§ **MATERIAL FOR THIS EXERCISE**:
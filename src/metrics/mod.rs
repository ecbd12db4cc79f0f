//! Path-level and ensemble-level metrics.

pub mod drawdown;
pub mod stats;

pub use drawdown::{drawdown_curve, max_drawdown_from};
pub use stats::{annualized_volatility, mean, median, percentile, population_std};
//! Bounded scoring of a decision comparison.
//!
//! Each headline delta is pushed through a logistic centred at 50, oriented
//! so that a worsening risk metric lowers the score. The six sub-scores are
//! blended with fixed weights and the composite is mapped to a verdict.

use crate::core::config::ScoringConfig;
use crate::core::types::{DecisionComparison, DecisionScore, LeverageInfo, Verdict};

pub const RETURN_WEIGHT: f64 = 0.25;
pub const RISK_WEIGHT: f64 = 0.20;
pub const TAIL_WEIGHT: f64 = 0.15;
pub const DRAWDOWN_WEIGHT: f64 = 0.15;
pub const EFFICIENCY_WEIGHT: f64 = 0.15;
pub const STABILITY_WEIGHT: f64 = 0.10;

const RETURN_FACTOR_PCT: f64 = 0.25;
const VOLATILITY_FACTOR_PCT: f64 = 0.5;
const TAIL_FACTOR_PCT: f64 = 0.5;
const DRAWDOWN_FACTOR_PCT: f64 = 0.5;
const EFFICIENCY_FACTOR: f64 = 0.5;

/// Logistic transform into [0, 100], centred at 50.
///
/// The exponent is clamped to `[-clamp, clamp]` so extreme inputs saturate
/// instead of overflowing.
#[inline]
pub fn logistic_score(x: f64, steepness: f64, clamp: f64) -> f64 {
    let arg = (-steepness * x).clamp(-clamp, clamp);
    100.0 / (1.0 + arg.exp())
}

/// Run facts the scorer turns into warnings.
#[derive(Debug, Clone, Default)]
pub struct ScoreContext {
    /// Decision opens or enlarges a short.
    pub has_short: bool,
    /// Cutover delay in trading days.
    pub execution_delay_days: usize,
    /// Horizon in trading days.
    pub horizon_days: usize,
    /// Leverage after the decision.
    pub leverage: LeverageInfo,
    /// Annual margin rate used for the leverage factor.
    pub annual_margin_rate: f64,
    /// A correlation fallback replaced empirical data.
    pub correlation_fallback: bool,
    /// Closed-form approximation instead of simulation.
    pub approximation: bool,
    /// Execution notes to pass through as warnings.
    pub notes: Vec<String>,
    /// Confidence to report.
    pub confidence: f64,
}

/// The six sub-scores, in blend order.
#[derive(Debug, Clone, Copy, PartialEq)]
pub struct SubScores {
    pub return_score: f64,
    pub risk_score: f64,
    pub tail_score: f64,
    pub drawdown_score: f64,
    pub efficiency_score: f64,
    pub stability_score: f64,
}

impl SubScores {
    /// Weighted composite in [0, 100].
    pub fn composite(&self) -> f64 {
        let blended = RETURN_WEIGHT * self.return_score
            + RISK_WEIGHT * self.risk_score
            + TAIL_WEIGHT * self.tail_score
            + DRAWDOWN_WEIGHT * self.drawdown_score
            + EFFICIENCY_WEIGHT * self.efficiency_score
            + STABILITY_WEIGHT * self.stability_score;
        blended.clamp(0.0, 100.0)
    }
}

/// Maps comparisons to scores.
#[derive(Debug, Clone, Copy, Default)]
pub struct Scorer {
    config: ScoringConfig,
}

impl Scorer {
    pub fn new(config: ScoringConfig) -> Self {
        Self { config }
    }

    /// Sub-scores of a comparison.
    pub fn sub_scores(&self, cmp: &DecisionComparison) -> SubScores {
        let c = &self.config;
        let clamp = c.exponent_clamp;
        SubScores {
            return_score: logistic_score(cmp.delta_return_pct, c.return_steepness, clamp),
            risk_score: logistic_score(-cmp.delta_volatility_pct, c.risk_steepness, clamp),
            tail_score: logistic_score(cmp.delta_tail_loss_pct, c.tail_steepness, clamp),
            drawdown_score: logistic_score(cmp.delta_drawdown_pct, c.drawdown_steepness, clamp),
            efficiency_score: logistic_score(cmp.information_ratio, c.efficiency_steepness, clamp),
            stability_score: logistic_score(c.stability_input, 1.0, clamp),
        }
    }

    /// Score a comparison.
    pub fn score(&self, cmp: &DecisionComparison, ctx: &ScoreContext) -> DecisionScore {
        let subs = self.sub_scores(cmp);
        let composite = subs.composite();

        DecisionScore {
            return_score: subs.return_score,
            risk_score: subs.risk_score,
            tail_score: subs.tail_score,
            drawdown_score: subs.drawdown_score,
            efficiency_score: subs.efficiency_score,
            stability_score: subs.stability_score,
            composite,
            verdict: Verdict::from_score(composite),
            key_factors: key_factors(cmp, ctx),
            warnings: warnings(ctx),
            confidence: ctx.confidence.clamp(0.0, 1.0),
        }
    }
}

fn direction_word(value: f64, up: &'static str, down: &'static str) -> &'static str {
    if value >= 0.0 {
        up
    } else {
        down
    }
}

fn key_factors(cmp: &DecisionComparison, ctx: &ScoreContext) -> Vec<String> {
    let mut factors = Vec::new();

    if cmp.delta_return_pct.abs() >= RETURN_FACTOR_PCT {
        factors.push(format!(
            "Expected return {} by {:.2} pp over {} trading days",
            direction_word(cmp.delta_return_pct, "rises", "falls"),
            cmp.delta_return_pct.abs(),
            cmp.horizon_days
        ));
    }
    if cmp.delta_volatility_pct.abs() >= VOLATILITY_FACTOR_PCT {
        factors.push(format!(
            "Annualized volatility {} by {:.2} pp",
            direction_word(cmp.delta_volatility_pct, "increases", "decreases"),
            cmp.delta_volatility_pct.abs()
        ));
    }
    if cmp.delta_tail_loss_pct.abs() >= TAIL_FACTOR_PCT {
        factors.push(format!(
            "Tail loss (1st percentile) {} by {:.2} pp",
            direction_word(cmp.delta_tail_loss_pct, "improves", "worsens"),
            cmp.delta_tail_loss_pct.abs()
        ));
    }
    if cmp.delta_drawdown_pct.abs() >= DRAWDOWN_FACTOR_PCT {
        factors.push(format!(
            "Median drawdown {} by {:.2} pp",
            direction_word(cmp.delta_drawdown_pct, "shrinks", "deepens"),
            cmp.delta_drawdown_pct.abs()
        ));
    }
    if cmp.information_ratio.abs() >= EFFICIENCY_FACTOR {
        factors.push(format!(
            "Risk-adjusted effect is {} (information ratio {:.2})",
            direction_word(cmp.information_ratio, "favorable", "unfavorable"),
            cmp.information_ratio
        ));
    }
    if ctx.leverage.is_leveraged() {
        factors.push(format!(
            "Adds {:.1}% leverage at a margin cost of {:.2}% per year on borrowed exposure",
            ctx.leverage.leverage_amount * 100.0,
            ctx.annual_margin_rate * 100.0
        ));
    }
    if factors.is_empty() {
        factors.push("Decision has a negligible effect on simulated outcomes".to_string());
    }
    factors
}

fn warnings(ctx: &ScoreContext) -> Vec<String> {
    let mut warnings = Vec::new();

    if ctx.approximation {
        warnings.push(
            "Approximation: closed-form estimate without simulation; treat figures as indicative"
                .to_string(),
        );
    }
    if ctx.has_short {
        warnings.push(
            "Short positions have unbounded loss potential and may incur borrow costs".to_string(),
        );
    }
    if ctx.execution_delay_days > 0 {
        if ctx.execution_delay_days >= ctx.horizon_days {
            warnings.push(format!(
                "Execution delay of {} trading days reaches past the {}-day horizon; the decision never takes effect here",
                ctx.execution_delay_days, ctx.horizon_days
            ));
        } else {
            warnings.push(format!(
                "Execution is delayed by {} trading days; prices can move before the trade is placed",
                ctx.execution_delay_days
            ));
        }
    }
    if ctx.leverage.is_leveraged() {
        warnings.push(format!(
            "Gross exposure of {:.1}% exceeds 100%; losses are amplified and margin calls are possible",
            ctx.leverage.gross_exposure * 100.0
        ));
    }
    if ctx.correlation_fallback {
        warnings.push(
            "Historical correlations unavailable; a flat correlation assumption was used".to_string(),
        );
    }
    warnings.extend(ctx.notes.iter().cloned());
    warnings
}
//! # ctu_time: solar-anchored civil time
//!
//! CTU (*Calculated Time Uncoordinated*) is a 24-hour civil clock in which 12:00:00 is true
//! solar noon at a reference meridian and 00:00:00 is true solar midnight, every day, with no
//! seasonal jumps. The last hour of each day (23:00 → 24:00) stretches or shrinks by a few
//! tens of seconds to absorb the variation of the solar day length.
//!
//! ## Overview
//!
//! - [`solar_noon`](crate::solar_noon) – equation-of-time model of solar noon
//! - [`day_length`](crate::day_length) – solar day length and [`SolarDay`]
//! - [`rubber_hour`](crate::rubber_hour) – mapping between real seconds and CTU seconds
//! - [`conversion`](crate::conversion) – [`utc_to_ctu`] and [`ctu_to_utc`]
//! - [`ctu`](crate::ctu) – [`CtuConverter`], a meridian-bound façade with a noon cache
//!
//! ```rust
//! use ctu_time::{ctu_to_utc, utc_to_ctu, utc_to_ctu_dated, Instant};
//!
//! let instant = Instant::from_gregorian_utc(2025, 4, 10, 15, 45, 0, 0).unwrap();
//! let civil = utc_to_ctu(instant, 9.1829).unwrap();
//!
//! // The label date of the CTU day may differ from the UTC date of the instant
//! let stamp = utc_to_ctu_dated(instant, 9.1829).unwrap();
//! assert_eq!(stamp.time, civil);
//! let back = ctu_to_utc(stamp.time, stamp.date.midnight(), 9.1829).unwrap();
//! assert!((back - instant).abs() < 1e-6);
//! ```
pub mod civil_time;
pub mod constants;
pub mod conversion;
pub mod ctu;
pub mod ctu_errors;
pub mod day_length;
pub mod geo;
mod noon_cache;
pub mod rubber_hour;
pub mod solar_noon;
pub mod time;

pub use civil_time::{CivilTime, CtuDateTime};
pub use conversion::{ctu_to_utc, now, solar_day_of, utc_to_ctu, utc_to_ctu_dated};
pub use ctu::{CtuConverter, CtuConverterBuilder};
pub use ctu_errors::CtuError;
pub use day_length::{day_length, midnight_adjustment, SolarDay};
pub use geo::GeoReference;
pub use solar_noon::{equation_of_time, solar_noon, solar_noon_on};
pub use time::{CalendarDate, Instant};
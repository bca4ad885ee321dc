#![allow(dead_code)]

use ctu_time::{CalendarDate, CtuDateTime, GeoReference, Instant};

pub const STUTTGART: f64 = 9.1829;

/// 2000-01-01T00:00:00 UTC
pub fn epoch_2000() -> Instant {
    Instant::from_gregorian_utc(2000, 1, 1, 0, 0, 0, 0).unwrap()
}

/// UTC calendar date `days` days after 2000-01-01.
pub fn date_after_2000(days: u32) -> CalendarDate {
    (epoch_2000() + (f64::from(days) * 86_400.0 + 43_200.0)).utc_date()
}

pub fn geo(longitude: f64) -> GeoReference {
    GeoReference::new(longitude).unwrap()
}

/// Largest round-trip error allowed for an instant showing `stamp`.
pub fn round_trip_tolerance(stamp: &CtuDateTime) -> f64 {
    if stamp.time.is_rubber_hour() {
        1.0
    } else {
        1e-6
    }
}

§ **WHAT YOU NEED TO DO**:
Return the entries exactly through the "pub const DRAWDOWN_WEIGHT: f64 = 0.15;" line.

§ **EXERCISE RESPONSE**:
filename src/metrics/mod.rs
repository ecbd12db4cc79f0f
//! Path-level and ensemble-level metrics.

pub mod drawdown;
pub mod stats;

pub use drawdown::{drawdown_curve, max_drawdown_from};
pub use stats::{annualized_volatility, mean, median, percentile, population_std};
//! Bounded scoring of a decision comparison.
//!
//! Each headline delta is pushed through a logistic centred at 50, oriented
//! so that a worsening risk metric lowers the score. The six sub-scores are
//! blended with fixed weights and the composite is mapped to a verdict.

use crate::core::config::ScoringConfig;
use crate::core::types::{DecisionComparison, DecisionScore, LeverageInfo, Verdict};

pub const RETURN_WEIGHT: f64 = 0.25;
pub const RISK_WEIGHT: f64 = 0.20;
pub const TAIL_WEIGHT: f64 = 0.15;
pub const DRAWDOWN_WEIGHT: f64 = 0.15;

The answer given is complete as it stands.